**Problem to work on**
If a line in the data has the string "match", please show it.

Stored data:

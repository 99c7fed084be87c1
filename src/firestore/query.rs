use serde::Serialize;
use serde_json::Value as JsonValue;

use super::models::{
    CollectionSelector, CompositeFilter, CompositeOperator, Direction, FieldFilter,
    FieldOperator, FieldReference, Order, QueryFilter, StructuredQuery, UnaryFilter,
    UnaryOperator,
};
use super::value::encode_value;
use super::FirestoreError;

/// Accumulated query constraints for one collection.
///
/// Constraint methods consume and return the builder; the immutability the
/// public handles guarantee comes from [`CollectionReference`] cloning its
/// `Query` before delegating here.
///
/// [`CollectionReference`]: super::reference::CollectionReference
#[derive(Clone, Debug)]
pub struct Query {
    pub(crate) collection_id: String,
    pub(crate) structured: StructuredQuery,
}

impl Query {
    pub fn new(collection_id: impl Into<String>) -> Self {
        let collection_id = collection_id.into();
        Self {
            collection_id: collection_id.clone(),
            structured: StructuredQuery {
                from: Some(vec![CollectionSelector {
                    collection_id,
                    all_descendants: None,
                }]),
                where_clause: None,
                order_by: None,
                limit: None,
            },
        }
    }

    /// Appends a filter. Filters compound with AND semantics: an existing
    /// AND composite grows by one member, anything else becomes the first
    /// member of a new composite. Prior filters are never discarded.
    pub fn where_filter<T: Serialize>(
        mut self,
        field: &str,
        op: FieldOperator,
        value: T,
    ) -> Result<Self, FirestoreError> {
        let json = serde_json::to_value(value)?;
        let filter = build_filter(field, op, json)?;

        self.structured.where_clause = Some(match self.structured.where_clause.take() {
            None => filter,
            Some(QueryFilter::CompositeFilter(mut composite))
                if composite.op == CompositeOperator::And =>
            {
                composite.filters.push(filter);
                QueryFilter::CompositeFilter(composite)
            }
            Some(existing) => QueryFilter::CompositeFilter(CompositeFilter {
                op: CompositeOperator::And,
                filters: vec![existing, filter],
            }),
        });

        Ok(self)
    }

    /// Appends a sort key.
    pub fn order_by(mut self, field: &str, direction: Direction) -> Self {
        let order = Order {
            field: FieldReference {
                field_path: field.to_string(),
            },
            direction,
        };

        match &mut self.structured.order_by {
            Some(order_by) => order_by.push(order),
            None => self.structured.order_by = Some(vec![order]),
        }

        self
    }

    /// Caps the number of documents returned.
    pub fn limit(mut self, limit: i32) -> Self {
        self.structured.limit = Some(limit);
        self
    }
}

fn build_filter(
    field: &str,
    op: FieldOperator,
    value: JsonValue,
) -> Result<QueryFilter, FirestoreError> {
    let field = FieldReference {
        field_path: field.to_string(),
    };

    // The store does not accept null as a field-filter operand; null
    // comparisons are expressed as unary filters.
    if value.is_null() {
        let op = match op {
            FieldOperator::Equal => UnaryOperator::IsNull,
            FieldOperator::NotEqual => UnaryOperator::IsNotNull,
            other => {
                return Err(FirestoreError::Validation(format!(
                    "null can only be compared with == or !=, got {:?}",
                    other
                )))
            }
        };
        return Ok(QueryFilter::UnaryFilter(UnaryFilter { op, field }));
    }

    Ok(QueryFilter::FieldFilter(FieldFilter {
        field,
        op,
        value: encode_value(value)?,
    }))
}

**Result of this task**
        self.structured.where_clause = Some(match self.structured.where_clause.take() {
        match &mut self.structured.order_by {
        let op = match op {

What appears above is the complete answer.